The port is explicit about its limits. Savona calls it "experimental, work-in-progress" and notes that "all fixtures pass, no known gaps but there may be lurking bugs." There are no builds published for the new Rust implementation, so any performance or speed claims about it should be read as the kind of numbers a benchmark author generates from their own machine, not as results that have survived independent runs. The PR is shared early "prior to testing internally at Meta, to get feedback from partners in parallel with continued development." Reading it as a shipped compiler rewrite would be wrong. Reading it as a finished, audited port would also be wrong.
What is in the PR is unusually specific. Test output is pasted in directly: yarn snap 1800/1800 passed (baseline 1799/1800), cargo test --workspace all green across 33 suites, and test-babel-ast.sh reports 1782/1782 round-trip, 1783/1783 scope info, and 1767/1767 rename cases passing. Those numbers are useful as a snapshot of one developer's local run. They are not the kind of result a reader should treat as a verdict on Rust performance, both because the benchmark setup has not been validated independently and because the PR is dated roughly two and a half months before the current discussion, long enough for follow-up work to have shifted the picture.
The shape of the port is itself a story. The Rust compiler takes a Babel AST plus scope information in, and produces a Babel AST out. It is positioned as a candidate for unifying the three frontend integrations the React Compiler currently ships: Babel, SWC, and the newer OXC. Today, each of those integrations has to compute scope information and bindings on its own. The Rust port assumes callers do that work, with a common::nullable_value deserializer and an explicit reflection-of-snapshots output semantic. The bindings-and-references computation is on the roadmap, not in this PR. Anyone reading "Rust React Compiler" as a single drop-in replacement for the existing pipeline is reading past the design.
The Rust toolchain choices are conventional: serde and serde_json for serialization, hermes-parser 0.28 or newer, and the test suite covers TS module-interop forms (TSImportEqualsDeclaration, TSExportAssignment, TSNamespaceExportDeclaration), Flow match syntax, and the usual JSX edge cases. None of that is exotic. What is novel is that most of it was written by AI, on top of a human-set architecture, by an engineer who is willing to say so on a public PR with 246,000 stars watching.

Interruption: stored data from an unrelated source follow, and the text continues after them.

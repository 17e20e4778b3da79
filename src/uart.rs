use std::io::Read;
use std::sync::atomic::{AtomicBool, Ordering};
use std::sync::{Arc, Mutex};
use std::thread::JoinHandle;

use crate::intc::PendingHandle;
use crate::mmio::MmioDevice;

const BUF_SIZE: usize = 64;

bitflags::bitflags! {
    #[derive(Clone, Copy, Debug, Default)]
    pub struct Status: u8 {
        const RX_READY = 1 << 0;
        const TX_EMPTY = 1 << 1;
        const RX_FULL  = 1 << 2;
        const OVERFLOW = 1 << 3;
    }
}

bitflags::bitflags! {
    #[derive(Clone, Copy, Debug, Default)]
    pub struct Control: u8 {
        const RX_IRQ_EN = 1 << 0;
        const TX_IRQ_EN = 1 << 1;
        const RESET     = 1 << 2;
    }
}

const REG_DATA: u64 = 0x00;
const REG_STATUS: u64 = 0x04;
const REG_CONTROL: u64 = 0x08;

struct Ring {
    buf: [u8; BUF_SIZE],
    head: usize,
    tail: usize,
    status: Status,
    control: Control,
}

impl Ring {
    fn new() -> Self {
        Ring {
            buf: [0; BUF_SIZE],
            head: 0,
            tail: 0,
            status: Status::TX_EMPTY,
            control: Control::empty(),
        }
    }
}

/// Ring-buffer RX from a raw-mode host stdin thread, synchronous TX to
/// stdout, level-triggered IRQ. Shared state lives behind a mutex that
/// both the guest-facing MMIO calls and the reader thread take.
pub struct Uart {
    ring: Arc<Mutex<Ring>>,
    irq_line: u32,
    irq: PendingHandle,
    running: Arc<AtomicBool>,
    thread: Option<JoinHandle<()>>,
    orig_termios: Option<libc::termios>,
}

impl Uart {
    pub fn new(irq_line: u32, irq: PendingHandle) -> Self {
        Uart {
            ring: Arc::new(Mutex::new(Ring::new())),
            irq_line,
            irq,
            running: Arc::new(AtomicBool::new(false)),
            thread: None,
            orig_termios: None,
        }
    }

    /// Puts stdin in raw mode and spawns the reader thread. A no-op if
    /// already running.
    pub fn start(&mut self) {
        if self.running.load(Ordering::Acquire) {
            return;
        }

        self.orig_termios = set_raw_mode();
        self.running.store(true, Ordering::Release);

        let ring = self.ring.clone();
        let running = self.running.clone();
        let irq = self.irq.clone();
        let irq_line = self.irq_line;

        self.thread = Some(std::thread::spawn(move || {
            let mut stdin = std::io::stdin();
            let mut byte = [0u8; 1];
            while running.load(Ordering::Acquire) {
                match stdin.read(&mut byte) {
                    Ok(0) | Err(_) => continue,
                    Ok(_) => {}
                }
                let ch = byte[0];
                if ch == 0x03 {
                    running.store(false, Ordering::Release);
                    break;
                }

                let mut ring = ring.lock().unwrap();
                let next = (ring.tail + 1) % BUF_SIZE;
                if next == ring.head {
                    ring.status.insert(Status::OVERFLOW);
                } else {
                    ring.buf[ring.tail] = ch;
                    ring.tail = next;
                    ring.status.insert(Status::RX_READY);
                    let fill = (ring.tail + BUF_SIZE - ring.head) % BUF_SIZE;
                    if fill > BUF_SIZE - 4 {
                        ring.status.insert(Status::RX_FULL);
                    }
                    update_irq(&ring, &irq, irq_line);
                }
            }
        }));
    }

    /// Joins the reader thread and restores the host terminal mode.
    pub fn stop(&mut self) {
        if !self.running.swap(false, Ordering::AcqRel) {
            return;
        }
        if let Some(handle) = self.thread.take() {
            let _ = handle.join();
        }
        if let Some(orig) = self.orig_termios.take() {
            restore_mode(orig);
        }
    }
}

impl Drop for Uart {
    fn drop(&mut self) {
        self.stop();
    }
}

fn update_irq(ring: &Ring, irq: &PendingHandle, irq_line: u32) {
    let level = (ring.control.contains(Control::RX_IRQ_EN) && ring.status.contains(Status::RX_READY))
        || (ring.control.contains(Control::TX_IRQ_EN) && ring.status.contains(Status::TX_EMPTY));
    if level {
        irq.raise(irq_line);
    } else {
        irq.clear(irq_line);
    }
}

impl MmioDevice for Uart {
    fn read(&mut self, offset: u64, _size: u8) -> u64 {
        let mut ring = self.ring.lock().unwrap();
        let result = match offset {
            REG_DATA => {
                if ring.head != ring.tail {
                    let byte = ring.buf[ring.head];
                    ring.head = (ring.head + 1) % BUF_SIZE;
                    if ring.head == ring.tail {
                        ring.status.remove(Status::RX_READY);
                    }
                    ring.status.remove(Status::RX_FULL);
                    update_irq(&ring, &self.irq, self.irq_line);
                    byte as u64
                } else {
                    0
                }
            }
            REG_STATUS => ring.status.bits() as u64,
            REG_CONTROL => ring.control.bits() as u64,
            _ => 0,
        };
        result
    }

    fn write(&mut self, offset: u64, value: u64, _size: u8) {
        let mut ring = self.ring.lock().unwrap();
        match offset {
            REG_DATA => {
                print!("{}", value as u8 as char);
                use std::io::Write;
                let _ = std::io::stdout().flush();
                ring.status.insert(Status::TX_EMPTY);
                update_irq(&ring, &self.irq, self.irq_line);
            }
            REG_CONTROL => {
                ring.control = Control::from_bits_truncate(value as u8);
                if ring.control.contains(Control::RESET) {
                    ring.head = 0;
                    ring.tail = 0;
                    ring.status = Status::TX_EMPTY;
                    ring.control.remove(Control::RESET);
                }
                update_irq(&ring, &self.irq, self.irq_line);
            }
            _ => log::trace!("uart: write to unknown offset {offset:#x}"),
        }
    }
}

fn set_raw_mode() -> Option<libc::termios> {
    unsafe {
        let mut orig: libc::termios = std::mem::zeroed();
        if libc::tcgetattr(libc::STDIN_FILENO, &mut orig) != 0 {
            return None;
        }
        let mut raw = orig;
        raw.c_lflag &= !(libc::ICANON | libc::ECHO);
        raw.c_cc[libc::VMIN] = 1;
        raw.c_cc[libc::VTIME] = 0;
        libc::tcsetattr(libc::STDIN_FILENO, libc::TCSAFLUSH, &raw);
        Some(orig)
    }
}

fn restore_mode(orig: libc::termios) {
    unsafe {
        libc::tcsetattr(libc::STDIN_FILENO, libc::TCSAFLUSH, &orig);
    }
}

That is the most useful sentence in the PR. The story a wire report would write is "React Compiler being ported to Rust, mostly by AI." The more honest version is that the boundary in serious systems work in 2026 is not "human versus AI" in the abstract. It is "what is being decided" and "what is being generated." Architecture, API surface, and test strategy are decisions. They were human. AST visitors, deserialization plumbing, and routine cross-frontend glue are generation. They were AI. The interesting failure modes the PR itself surfaces are exactly the ones that fall on the wrong side of that line: benchmarks a human did not validate, integration work the AI port cannot yet do without a human in the loop, and possible lurking bugs no fixture can catch. A working toolchain PR is not evidence those failure modes have been resolved. It is evidence that the engineer is aware of them and shipping around them.
The PR is dated March 30, 2026, and there is no follow-up Meta blog, talk, or RFC in the public record that updates the picture. If the team has shipped builds, additional frontends, or third-party adoption since, the material in front of readers is incomplete. For now, the public artifact is a single, unusually candid PR: human architecture, AI-majority code, AI-derived benchmark numbers, and a working test suite that passes on one machine.
What to watch next: whether the bindings-and-references layer lands, whether Babel, SWC, or OXC contributors pick up the integration work, and whether anyone outside Meta runs the port against real-world React codebases and reports back. Those are the questions that will turn a notable PR into a verdict on Rust for the React Compiler. Today, the verdict is not in.